**EXERCISE BRIEF:** Check each line of the material below, and copy it if it holds the string "domain".

**DATA UNDER STUDY:**
____
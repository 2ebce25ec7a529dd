use std::cmp::Ordering;
use std::collections::HashSet;

use tracing::debug;

use super::scoring::{ScoreCalculator, ScoringWeights, ViewedProfile};
use super::RecommendationScore;
use crate::domain::product::{Product, ProductId};
use crate::domain::user::ViewHistoryEntry;

/// Products ranked by `rating * rating_count`, highest first, skipping `excluded` ids.
pub fn popular_products<'a>(
    products: &'a [Product],
    excluded: &HashSet<&ProductId>,
    limit: usize,
) -> Vec<&'a Product> {
    let mut available: Vec<&Product> =
        products.iter().filter(|product| !excluded.contains(&product.id)).collect();
    available.sort_by(|a, b| descending(a.popularity(), b.popularity()));
    available.truncate(limit);
    available
}

#[derive(Debug, Clone, Default)]
pub struct RecommendationEngine {
    calculator: ScoreCalculator,
}

impl RecommendationEngine {
    pub fn new() -> Self {
        Self::default()
    }

    pub fn with_weights(weights: ScoringWeights) -> Self {
        Self { calculator: ScoreCalculator::with_weights(weights) }
    }

    /// Up to `limit` products for a user with the given history, best first, no duplicates.
    ///
    /// History entries that do not resolve to a catalog product are ignored. If none
    /// resolve, the popularity ranking is returned. Otherwise scored candidates come
    /// first and the popularity ranking backfills any remaining slots.
    pub fn recommend<'a>(
        &self,
        history: &[ViewHistoryEntry],
        products: &'a [Product],
        exclude: Option<&ProductId>,
        limit: usize,
    ) -> Vec<&'a Product> {
        let viewed_ids: HashSet<&ProductId> =
            history.iter().map(|entry| &entry.product_id).collect();
        let viewed: Vec<&Product> =
            products.iter().filter(|product| viewed_ids.contains(&product.id)).collect();

        let Some(profile) = ViewedProfile::from_viewed(&viewed) else {
            debug!(
                event_name = "recommendations.fallback.popular",
                history_len = history.len(),
                limit,
                "no resolvable view history; using popularity ranking"
            );
            let excluded: HashSet<&ProductId> = exclude.into_iter().collect();
            return popular_products(products, &excluded, limit);
        };

        let mut scored = self.score_candidates(products, &viewed_ids, exclude, &profile);
        scored.truncate(limit);
        let scored_count = scored.len();
        let mut chosen: Vec<&Product> = scored.into_iter().map(|entry| entry.product).collect();

        if chosen.len() < limit {
            let mut excluded = viewed_ids.clone();
            excluded.extend(chosen.iter().map(|product| &product.id));
            excluded.extend(exclude);
            chosen.extend(popular_products(products, &excluded, limit - chosen.len()));
        }

        debug!(
            event_name = "recommendations.computed",
            viewed_count = viewed.len(),
            scored_count,
            backfilled = chosen.len() - scored_count,
            limit,
            "recommendations computed"
        );

        chosen
    }

    /// Every unviewed, non-excluded product with its score, sorted descending.
    /// Ties keep catalog order.
    pub fn score_candidates<'a>(
        &self,
        products: &'a [Product],
        viewed_ids: &HashSet<&ProductId>,
        exclude: Option<&ProductId>,
        profile: &ViewedProfile,
    ) -> Vec<RecommendationScore<'a>> {
        let mut scored: Vec<RecommendationScore<'a>> = products
            .iter()
            .filter(|product| !viewed_ids.contains(&product.id))
            .filter(|product| exclude != Some(&product.id))
            .map(|product| RecommendationScore {
                product,
                score: self.calculator.score(product, profile),
            })
            .collect();

        scored.sort_by(|a, b| descending(a.score, b.score));
        scored
    }
}

fn descending(a: f64, b: f64) -> Ordering {
    b.partial_cmp(&a).unwrap_or(Ordering::Equal)
}

#[cfg(test)]
mod tests {
    use std::collections::HashSet;

    use chrono::{TimeZone, Utc};

    use super::{popular_products, RecommendationEngine};
    use crate::catalog::test_support::{ids, product, rated, ProductExt};
    use crate::domain::product::{Product, ProductId};
    use crate::domain::user::ViewHistoryEntry;

    fn history(product_ids: &[&str]) -> Vec<ViewHistoryEntry> {
        product_ids
            .iter()
            .enumerate()
            .map(|(offset, id)| ViewHistoryEntry {
                product_id: ProductId::from(*id),
                viewed_at: Utc
                    .with_ymd_and_hms(2026, 3, 1, 12, 0, 0)
                    .single()
                    .expect("valid timestamp")
                    - chrono::Duration::minutes(offset as i64),
            })
            .collect()
    }

    fn catalog() -> Vec<Product> {
        vec![
            product("cable-a", &["Cables"], 100.0).with_rating(4.0, 50),
            product("cable-b", &["Cables"], 110.0).with_rating(4.1, 20),
            product("tv", &["Televisions"], 30000.0).with_rating(4.6, 900),
            product("mouse", &["Mice"], 500.0).with_rating(2.0, 10),
            product("charger", &["Chargers", "Cables"], 95.0).with_rating(3.9, 300),
        ]
    }

    #[test]
    fn empty_history_returns_popularity_order() {
        let products = vec![rated("a", 4.0, 10), rated("b", 3.0, 100), rated("c", 5.0, 50)];
        let result = RecommendationEngine::new().recommend(&[], &products, None, 8);
        assert_eq!(ids(&result), vec!["b", "c", "a"]);
    }

    #[test]
    fn fallback_honours_exclusion_and_limit() {
        let products = vec![rated("a", 4.0, 10), rated("b", 3.0, 100), rated("c", 5.0, 50)];
        let exclude = ProductId::from("b");
        let result = RecommendationEngine::new().recommend(&[], &products, Some(&exclude), 1);
        assert_eq!(ids(&result), vec!["c"]);
    }

    #[test]
    fn unresolvable_history_behaves_like_no_history() {
        let products = catalog();
        let engine = RecommendationEngine::new();
        let with_ghosts = engine.recommend(&history(&["gone", "missing"]), &products, None, 3);
        let without = engine.recommend(&[], &products, None, 3);
        assert_eq!(ids(&with_ghosts), ids(&without));
    }

    #[test]
    fn similar_products_rank_first_and_viewed_are_skipped() {
        let products = catalog();
        let result =
            RecommendationEngine::new().recommend(&history(&["cable-a"]), &products, None, 2);

        assert_eq!(ids(&result), vec!["cable-b", "charger"]);
    }

    #[test]
    fn zero_scored_candidates_still_fill_before_backfill() {
        let products = catalog();
        let result =
            RecommendationEngine::new().recommend(&history(&["cable-a"]), &products, None, 8);

        assert_eq!(result.len(), 4);
        assert!(!ids(&result).contains(&"cable-a"));
        let unique: HashSet<&str> = ids(&result).into_iter().collect();
        assert_eq!(unique.len(), result.len());
    }

    #[test]
    fn excluded_product_never_appears() {
        let products = catalog();
        let exclude = ProductId::from("cable-b");
        let result = RecommendationEngine::new().recommend(
            &history(&["cable-a"]),
            &products,
            Some(&exclude),
            8,
        );

        assert!(!ids(&result).contains(&"cable-b"));
        assert_eq!(ids(&result)[0], "charger");
    }

    #[test]
    fn ties_keep_catalog_order() {
        let products = vec![
            product("viewed", &["x"], 100.0),
            product("first", &["y"], 5000.0),
            product("second", &["z"], 9000.0),
        ];
        let result =
            RecommendationEngine::new().recommend(&history(&["viewed"]), &products, None, 2);
        assert_eq!(ids(&result), vec!["first", "second"]);
    }

    #[test]
    fn popularity_skips_excluded_ids() {
        let products = catalog();
        let tv = ProductId::from("tv");
        let excluded: HashSet<&ProductId> = [&tv].into_iter().collect();
        let result = popular_products(&products, &excluded, 2);
        assert_eq!(ids(&result), vec!["charger", "cable-a"]);
    }
}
____
**RESULT OF THIS EXERCISE:**
use crate::domain::product::{Product, ProductId};
use crate::domain::user::ViewHistoryEntry;
    use crate::domain::product::{Product, ProductId};
    use crate::domain::user::ViewHistoryEntry;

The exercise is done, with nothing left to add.